Description of the task:
Say how many of the lines below include the word "SurfaceEdit". Only the number should be given.
Record set below:
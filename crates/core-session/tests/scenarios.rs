//! End-to-end flows through `MentionSession` with an in-memory surface.

use core_mention::{MentionOptions, MentionRegistry, StyleKey, StyleRun};
use core_session::memory::MemorySurface;
use core_session::{ChangeFlags, MentionSession, Presenter, SurfaceEdit};
use core_text::{EditingContent, Utf16Range};
use core_trigger::{StaticSuggestions, TriggerDetector};
use pretty_assertions::assert_eq;

#[derive(Default)]
struct Recorder {
    shown: Vec<Vec<String>>,
    hidden: usize,
    runs: Vec<StyleRun>,
}

impl Presenter for Recorder {
    fn show_suggestions(&mut self, candidates: &[String]) {
        self.shown.push(candidates.to_vec());
    }

    fn hide_suggestions(&mut self) {
        self.hidden += 1;
    }

    fn style_spans(&mut self, runs: &[StyleRun]) {
        self.runs = runs.to_vec();
    }
}

struct Harness {
    session: MentionSession<Recorder>,
    surface: MemorySurface,
}

impl Harness {
    fn new() -> Self {
        Self::with_options(MentionOptions::default())
    }

    fn with_options(options: MentionOptions) -> Self {
        let session = MentionSession::new(
            MentionRegistry::new(options),
            TriggerDetector::new('@').unwrap(),
            StaticSuggestions::new(vec!["alice".into(), "albert".into(), "bob".into()], true),
            Recorder::default(),
        );
        Self {
            session,
            surface: MemorySurface::default(),
        }
    }

    fn type_text(&mut self, text: &str) -> ChangeFlags {
        let change = self.surface.user_insert(text).unwrap();
        self.session
            .notify_changed(&mut self.surface, &change.old, &change.new)
            .unwrap()
    }

    fn replace(&mut self, range: Utf16Range, text: &str) {
        let change = self.surface.user_replace(range, text).unwrap();
        self.session
            .notify_changed(&mut self.surface, &change.old, &change.new)
            .unwrap();
    }

    fn select(&mut self, selection: Utf16Range) {
        let change = self.surface.user_select(selection).unwrap();
        self.session
            .notify_changed(&mut self.surface, &change.old, &change.new)
            .unwrap();
    }

    fn backspace(&mut self) {
        let change = self.surface.user_backspace().unwrap();
        self.session
            .notify_changed(&mut self.surface, &change.old, &change.new)
            .unwrap();
    }

    fn accept(&mut self, candidate: &str) {
        self.session
            .suggestion_accepted(&mut self.surface, candidate)
            .unwrap()
            .expect("trigger active");
    }

    fn span_ranges(&self) -> Vec<Utf16Range> {
        self.session
            .registry()
            .spans()
            .iter()
            .map(|s| s.range)
            .collect()
    }

    /// Surface and registry agree on the buffer.
    fn assert_in_sync(&self) {
        assert_eq!(&self.surface.content(), self.session.registry().snapshot());
        self.session.registry().validate().unwrap();
    }
}

/// "hello alice " with a span over "alice", caret after the separator.
fn with_alice() -> Harness {
    let mut h = Harness::new();
    h.type_text("hello @al");
    h.accept("alice");
    h
}

#[test]
fn typing_trigger_offers_matching_candidates() {
    let mut h = Harness::new();
    h.type_text("hello @al");
    assert_eq!(
        h.session.presenter().shown.last().unwrap(),
        &vec!["alice".to_string(), "albert".to_string()]
    );
    assert!(h.session.suggestions_visible());
    h.assert_in_sync();
}

#[test]
fn accepting_suggestion_inserts_span_and_separator() {
    let h = with_alice();
    assert_eq!(h.surface.text(), "hello alice ");
    assert_eq!(h.surface.selection(), Utf16Range::caret(12));
    assert_eq!(h.span_ranges(), vec![Utf16Range::new(6, 5)]);
    assert!(!h.session.suggestions_visible());

    let runs = &h.session.presenter().runs;
    assert_eq!(runs.len(), 2);
    assert_eq!(runs[1].range, Utf16Range::new(6, 5));
    assert!(runs[1].attributes.contains_key(&StyleKey::ForegroundColor));
    h.assert_in_sync();
}

#[test]
fn acceptance_replaces_text_typed_after_the_trigger() {
    let mut h = Harness::new();
    h.type_text("hi @al and more");
    h.select(Utf16Range::caret(6));
    h.accept("alice");
    assert_eq!(h.surface.text(), "hi alice and more");
    assert_eq!(h.span_ranges(), vec![Utf16Range::new(3, 5)]);
    h.assert_in_sync();
}

#[test]
fn insertion_before_span_shifts_it() {
    let mut h = with_alice();
    h.replace(Utf16Range::caret(0), "! ");
    assert_eq!(h.surface.text(), "! hello alice ");
    assert_eq!(h.span_ranges(), vec![Utf16Range::new(8, 5)]);

    h.replace(Utf16Range::caret(0), "!");
    assert_eq!(h.span_ranges(), vec![Utf16Range::new(9, 5)]);
    h.assert_in_sync();
}

fn covered_text(h: &Harness, range: Utf16Range) -> String {
    let text = h.surface.text();
    let bytes = core_text::byte_range(&text, range).unwrap();
    text[bytes].to_string()
}

#[test]
fn dropping_text_matching_the_mention_start_shifts_it() {
    let mut h = with_alice();
    // "a" dropped right before "alice"; the caret ends up after the drop.
    h.replace(Utf16Range::caret(6), "a");
    assert_eq!(h.surface.text(), "hello aalice ");
    assert_eq!(h.span_ranges(), vec![Utf16Range::new(7, 5)]);
    assert_eq!(covered_text(&h, Utf16Range::new(7, 5)), "alice");
    h.assert_in_sync();
}

#[test]
fn outside_insertion_with_caret_elsewhere_keeps_mention_text() {
    let mut h = with_alice();
    assert_eq!(h.surface.selection(), Utf16Range::caret(12));
    let change = h.surface.external_insert(6, "a").unwrap();
    assert_eq!(change.new.selection, Utf16Range::caret(13));
    h.session
        .notify_changed(&mut h.surface, &change.old, &change.new)
        .unwrap();
    assert_eq!(h.span_ranges(), vec![Utf16Range::new(7, 5)]);
    assert_eq!(covered_text(&h, Utf16Range::new(7, 5)), "alice");
    h.assert_in_sync();
}

#[test]
fn outside_insertion_strictly_inside_mention_keeps_it() {
    let mut h = with_alice();
    // "al" + "l" + "ice": every valid split lies inside the mention.
    let change = h.surface.external_insert(8, "l").unwrap();
    h.session
        .notify_changed(&mut h.surface, &change.old, &change.new)
        .unwrap();
    assert_eq!(h.surface.text(), "hello allice ");
    assert_eq!(h.span_ranges(), vec![Utf16Range::new(6, 5)]);
    h.assert_in_sync();
}

#[test]
fn deleting_inside_span_removes_it() {
    let mut h = with_alice();
    h.replace(Utf16Range::new(7, 2), "");
    assert_eq!(h.surface.text(), "hello ace ");
    assert!(h.span_ranges().is_empty());
    assert_eq!(h.session.presenter().runs.len(), 1);
    h.assert_in_sync();
}

#[test]
fn backspace_into_span_removes_it() {
    let mut h = with_alice();
    h.backspace();
    assert_eq!(h.span_ranges(), vec![Utf16Range::new(6, 5)]);
    h.backspace();
    assert_eq!(h.surface.text(), "hello alic");
    assert!(h.span_ranges().is_empty());
    h.assert_in_sync();
}

#[test]
fn atomic_delete_removes_whole_mention_on_backspace() {
    let mut h = Harness::with_options(MentionOptions {
        atomic_delete: true,
        ..MentionOptions::default()
    });
    h.type_text("hello @al");
    h.accept("alice");
    h.backspace();
    assert_eq!(h.surface.text(), "hello alice");
    assert_eq!(h.span_ranges(), vec![Utf16Range::new(6, 5)]);

    h.backspace();
    assert_eq!(h.surface.text(), "hello ");
    assert_eq!(h.surface.selection(), Utf16Range::caret(6));
    assert!(h.span_ranges().is_empty());
    assert_eq!(
        h.surface.applied_edits().last().unwrap(),
        &SurfaceEdit {
            range: Utf16Range::new(6, 4),
            replacement: String::new(),
            selection: Utf16Range::caret(6),
        }
    );
    h.assert_in_sync();

    // Ordinary text still goes one cluster at a time.
    h.backspace();
    assert_eq!(h.surface.text(), "hello");
    h.assert_in_sync();
}

#[test]
fn caret_inside_span_is_widened_to_cover_it() {
    let mut h = with_alice();
    h.select(Utf16Range::caret(8));
    assert_eq!(h.surface.selection(), Utf16Range::new(6, 5));
    assert_eq!(
        h.surface.applied_edits().last().unwrap(),
        &SurfaceEdit::select(Utf16Range::new(6, 5))
    );
    h.assert_in_sync();

    // Typing over the widened selection replaces the whole mention.
    h.type_text("x");
    assert_eq!(h.surface.text(), "hello x ");
    assert!(h.span_ranges().is_empty());
    h.assert_in_sync();
}

#[test]
fn caret_at_span_edges_is_not_widened() {
    let mut h = with_alice();
    h.select(Utf16Range::caret(6));
    assert_eq!(h.surface.selection(), Utf16Range::caret(6));
    h.select(Utf16Range::caret(11));
    assert_eq!(h.surface.selection(), Utf16Range::caret(11));
    h.assert_in_sync();
}

#[test]
fn bidi_controls_are_stripped_from_typed_text() {
    let mut h = Harness::new();
    h.type_text("ab");
    h.type_text("\u{202E}cd\u{2066}");
    assert_eq!(h.surface.text(), "abcd");
    assert_eq!(h.surface.selection(), Utf16Range::caret(4));
    h.assert_in_sync();
}

#[test]
fn bidi_filter_can_be_disabled() {
    let mut h = Harness::new();
    h.session = MentionSession::new(
        MentionRegistry::new(MentionOptions::default()),
        TriggerDetector::new('@').unwrap(),
        StaticSuggestions::default(),
        Recorder::default(),
    )
    .with_bidi_filter(false);
    h.type_text("a\u{200F}");
    assert_eq!(h.surface.text(), "a\u{200F}");
    h.assert_in_sync();
}

#[test]
fn two_mentions_stay_ordered() {
    let mut h = with_alice();
    h.type_text("and @b");
    h.accept("bob");
    assert_eq!(h.surface.text(), "hello alice and bob ");
    assert_eq!(
        h.span_ranges(),
        vec![Utf16Range::new(6, 5), Utf16Range::new(16, 3)]
    );

    // A mention accepted before an existing one lands first in the list.
    h.select(Utf16Range::caret(0));
    h.type_text(" ");
    h.select(Utf16Range::caret(0));
    h.type_text("@al");
    h.accept("albert");
    assert_eq!(h.surface.text(), "albert hello alice and bob ");
    assert_eq!(
        h.span_ranges(),
        vec![
            Utf16Range::new(0, 6),
            Utf16Range::new(13, 5),
            Utf16Range::new(23, 3)
        ]
    );
    h.assert_in_sync();
}

#[test]
fn astral_characters_use_utf16_offsets() {
    let mut h = Harness::new();
    h.type_text("🐱 @b");
    h.accept("bob");
    assert_eq!(h.surface.text(), "🐱 bob ");
    assert_eq!(h.span_ranges(), vec![Utf16Range::new(3, 3)]);
    h.assert_in_sync();
}

#[test]
fn reset_drops_mentions_and_hides_list() {
    let mut h = with_alice();
    h.type_text("@b");
    assert!(h.session.suggestions_visible());
    h.session
        .reset(&mut h.surface, EditingContent::with_caret_at_end("fresh"))
        .unwrap();
    assert_eq!(h.surface.text(), "fresh");
    assert!(h.span_ranges().is_empty());
    assert!(!h.session.suggestions_visible());
    h.assert_in_sync();
}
End of Record set.
Solution for this exercise:
3